I hang out with a friend here (who happens not to be Jewish), and we love having theological debates. She was asking me about this past holiday of Shavuot. After hearing about the ten commandments she said, 'so those are the laws you must obey or else?'



This statement, made me instantly feel incredible discomfort. My husband can attest that obey is totally not a word in my vocabulary, neither is submit. In fact if someone tells me to do something the Taurus in me wishes to do the exact opposite!



So what is the problem with the concept, obey. We do just that, don't we? We obey the 10 commandments or try to the best of our ability. Why did this approach literally set me off?



Because, to obey is not the goal of them. In true Jewish fashion I will ask another question, which I hope can lead us to the answer of the first one.



Who is a leader? The Kuzari king asks this question. The answer given on the surface also makes me bonkers, have a listen for yourself and let me know what you think,



According to the Rabbis answering the king of the Kuzaris, a leader is a saintly person who controls his tongue. He does not emit a word from his mouth without thinking about it first. Every word is weighed and considered. Hence, the prayer of such a person is not a thoughtless, perfunctory act, like the speech of a parrot.



Raise your hand if that statement above made you feel like tossing in the towel, an unattainable goal it seems. In fact, I might have to slap this saintly person, to wake them up and bring them into reality.



Life is way harder than this. Temptation, desire, circumstances affect us all the time. This is leader? Are they in the real world?



The quote I am meditating on this week,



“mastering ones desires, is the reward.”



This is so true and so relevant. Either we are a slave to our desires or we harness them and channel them to serve us. Desire is not bad, it is very, very good. A desire is a teacher; wanting something is the motivational drive and force that causes us to stand up and rise out of our complacency. When desire changes to Jealousy or covetousness, there the catalyst for change is destroyed.



What does this have to do with obey? Or a leader?



A leader, a true leader, a good leader, needs to have a grasp on the struggles and challenges to lead others through them.



A righteous person falls 7 times and gets up every time. The evil person falls only once, and does not get up again. (7 in the Torah doesn't in this case mean literally 7 it means a lot!) This idea that someone doesn't ever fall isn't the goal. The goal is to get up. Again and again and again. Get up.



Mastering our desires doesn't mean we need to stop having them or destroy and shut them off. The opposite! We need to use these desires for growth, for refinement for change.



The commandments are not for G-D. G-D has no needs from us. They are here for us. To use, to apply to strive for to help us become the most efficient and effective person we can.



This person who is master of their desires isn't immune.
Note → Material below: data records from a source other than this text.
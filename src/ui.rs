//! Terminal output and confirmation prompts.

use console::{style, Term};
use dialoguer::Confirm;

use crate::error::{PatchError, Result};

/// Output verbosity mode.
#[derive(Debug, Clone, Copy, PartialEq, Eq, Default)]
pub enum OutputMode {
    /// Show all output including per-item progress.
    Verbose,
    /// Show banner and status only.
    #[default]
    Normal,
    /// Show nothing except errors and per-item failures.
    Silent,
}

impl OutputMode {
    /// Check if this mode shows status messages.
    pub fn shows_status(&self) -> bool {
        !matches!(self, Self::Silent)
    }

    /// Check if this mode shows per-item progress.
    pub fn shows_detail(&self) -> bool {
        matches!(self, Self::Verbose)
    }
}

/// Output writer that respects output mode.
#[derive(Debug)]
pub struct Ui {
    mode: OutputMode,
}

impl Ui {
    /// Create a new output writer.
    pub fn new(mode: OutputMode) -> Self {
        Self { mode }
    }

    /// Get the output mode.
    pub fn mode(&self) -> OutputMode {
        self.mode
    }

    /// Write a status line if the mode allows it.
    pub fn status(&self, msg: &str) {
        if self.mode.shows_status() {
            println!("{}", msg);
        }
    }

    /// Write a per-item progress line in verbose mode.
    pub fn detail(&self, msg: &str) {
        if self.mode.shows_detail() {
            println!("{}", msg);
        }
    }

    /// Report a recoverable per-item failure. Always shown - silent mode
    /// suppresses chatter, not failures.
    pub fn item_failure(&self, item: &str, message: &str) {
        eprintln!(
            "{} {} ** FAILED ** {}",
            style("***").red().bold(),
            item,
            message
        );
    }

    /// Report a fatal error.
    pub fn error(&self, msg: &str) {
        eprintln!("{}", style(msg).red());
    }

    /// Ask the operator a yes/no question, defaulting to yes.
    pub fn confirm(&self, question: &str) -> Result<bool> {
        let term = Term::stderr();
        Confirm::new()
            .with_prompt(question)
            .default(true)
            .interact_on(&term)
            .map_err(|e: dialoguer::Error| PatchError::Io(e.into()))
    }
}

/// Whether a human is attached to the terminal. Prompting is pointless (and
/// would hang) without one.
pub fn user_attended() -> bool {
    console::user_attended()
}

#[cfg(test)]
mod tests {
    use super::*;

    #[test]
    fn normal_mode_shows_status_not_detail() {
        assert!(OutputMode::Normal.shows_status());
        assert!(!OutputMode::Normal.shows_detail());
    }

    #[test]
    fn verbose_mode_shows_everything() {
        assert!(OutputMode::Verbose.shows_status());
        assert!(OutputMode::Verbose.shows_detail());
    }

    #[test]
    fn silent_mode_shows_nothing() {
        assert!(!OutputMode::Silent.shows_status());
        assert!(!OutputMode::Silent.shows_detail());
    }

    #[test]
    fn default_mode_is_normal() {
        assert_eq!(OutputMode::default(), OutputMode::Normal);
    }

    #[test]
    fn ui_reports_its_mode() {
        let ui = Ui::new(OutputMode::Verbose);
        assert_eq!(ui.mode(), OutputMode::Verbose);
    }
}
In fact the more a person keeps the commandments and works on themselves the stronger the yetzer (inclination) becomes.



Don't kill, isn’t “gosh darn it he made me so mad I just up and killed him....oops.”
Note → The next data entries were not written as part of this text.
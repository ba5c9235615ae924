//! Run orchestration.
//!
//! Owns the whole control flow of one patch run: probe the installation,
//! open the package, load the manifest, gate, confirm, apply. Every fallible
//! step returns a [`Result`]; nothing below `main` terminates the process.
//!
//! The package handle is released on every exit path - approval, denial, or
//! error - and the on-disk file is deleted afterwards unless the run was
//! asked to keep it.

use std::fs;
use std::path::PathBuf;

use crate::apply::{ApplyReport, PatchApplier};
use crate::error::{PatchError, Result};
use crate::gate::{self, Applicability};
use crate::manifest::PatchManifest;
use crate::package::PatchPackage;
use crate::probe::Installation;
use crate::ui::{self, Ui};

/// Settings for one run, built once at startup and read-only after.
#[derive(Debug, Clone)]
pub struct RunOptions {
    /// Installation root folder.
    pub root: PathBuf,
    /// Patch package path.
    pub patch: PathBuf,
    /// Apply regardless of version criteria.
    pub force: bool,
    /// Keep the package file after the run.
    pub keep_package: bool,
    /// Skip the confirmation prompt.
    pub assume_yes: bool,
}

/// Execute one patch run.
pub fn run(opts: &RunOptions, ui: &Ui) -> Result<ApplyReport> {
    let installation = Installation::probe(&opts.root)?;
    let state = installation.state();
    ui.status(&format!(
        "\nPatching \"{}\" ({}) - DBVersion is {}; AppVersion is {}\n",
        state.rally_title,
        opts.root.display(),
        state.db_version,
        state.app_version
    ));

    let mut package = PatchPackage::open(&opts.patch)?;
    let outcome = run_with_package(opts, ui, &installation, &mut package);

    // Release the archive handle on every path, then optionally delete the
    // file it came from.
    let path = package.into_path();
    if !opts.keep_package {
        if let Err(e) = fs::remove_file(&path) {
            tracing::warn!(path = %path.display(), error = %e, "could not delete patchfile");
        }
    }

    outcome
}

/// Everything that happens while the package is held open.
fn run_with_package(
    opts: &RunOptions,
    ui: &Ui,
    installation: &Installation,
    package: &mut PatchPackage,
) -> Result<ApplyReport> {
    let manifest = PatchManifest::load(package)?;

    match gate::decide(installation.state(), &manifest, opts.force) {
        Applicability::Approved => {}
        Applicability::Denied { reason } => return Err(PatchError::NotApplicable { reason }),
    }
    if opts.force {
        ui.status("Forcing patch application");
    }

    ui.status(&format!("\nApplying patch \"{}\"\n", manifest.id));
    if !opts.assume_yes && ui.mode().shows_status() && ui::user_attended() {
        if !ui.confirm("Ok to apply this patch")? {
            ui.status("Run abandoned");
            return Err(PatchError::Abandoned);
        }
    }

    let report = PatchApplier::new(installation, package, ui).apply(&manifest);
    if report.clean() {
        ui.status("\nPatch applied successfully\n");
    } else {
        ui.status(&format!(
            "\nPatch applied with {} skipped item(s)\n",
            report.total_failed()
        ));
    }
    Ok(report)
}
Rather, the significance of human life and our sensitivity to another’s pain should be excruciating. We should care so much about preserving life that the idea of killing isn't even in our nature.



Instead of obeying the commandments. We keep them. Keep them close, use them as a guide on what kind of person we are becoming.
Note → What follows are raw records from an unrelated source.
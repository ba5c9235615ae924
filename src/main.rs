//! Smpatch CLI entry point.

use std::process::ExitCode;

use clap::Parser;
use smpatch::cli::Cli;
use smpatch::runner;
use smpatch::ui::Ui;
use tracing_subscriber::{fmt, prelude::*, EnvFilter};

/// Initialize the tracing subscriber for logging.
///
/// Log level is controlled by:
/// 1. `--debug` flag sets level to DEBUG
/// 2. `RUST_LOG` environment variable (if set)
/// 3. Default is INFO
fn init_tracing(debug: bool) {
    let filter = if debug {
        EnvFilter::new("smpatch=debug")
    } else {
        EnvFilter::try_from_default_env().unwrap_or_else(|_| EnvFilter::new("smpatch=info"))
    };

    tracing_subscriber::registry()
        .with(fmt::layer().with_target(false))
        .with(filter)
        .init();
}

fn main() -> ExitCode {
    let cli = Cli::parse();
    init_tracing(cli.debug);

    tracing::debug!("smpatch starting with args: {:?}", cli);

    let ui = Ui::new(cli.output_mode());
    ui.status(&format!(
        "{} v{}\nI patch (upgrade) live ScoreMaster installations.",
        env!("CARGO_PKG_NAME"),
        env!("CARGO_PKG_VERSION")
    ));

    match runner::run(&cli.run_options(), &ui) {
        Ok(_) => ExitCode::SUCCESS,
        Err(e) => {
            ui.error(&e.to_string());
            ExitCode::FAILURE
        }
    }
}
The goal of the commandments are to achieve greatness. Not to submit or obey. Making GD'S will our will is internalizing the commandments. Greatness doesn't exist in a vacuum. The more precise and refined the code a person lives by, the more specific goal they can achieve.



Saying, “I want to be great isn't enough,” be specific, a leader? the top of my class? a surgeon? A kung fu master? A person my children can look up to? A leader that I wish I had?



The details, the everyday the shuffling and climbing and falling and getting up, getting our hands dirty, here in the details lies the path to greatness.



The Torah is a guidebook filled with details. Our whole selves -- our desires, needs, wants and challenges -- need to come to the table.



I bless us all to be able to truly harness our deepest desires and use them to create a life we want to be living.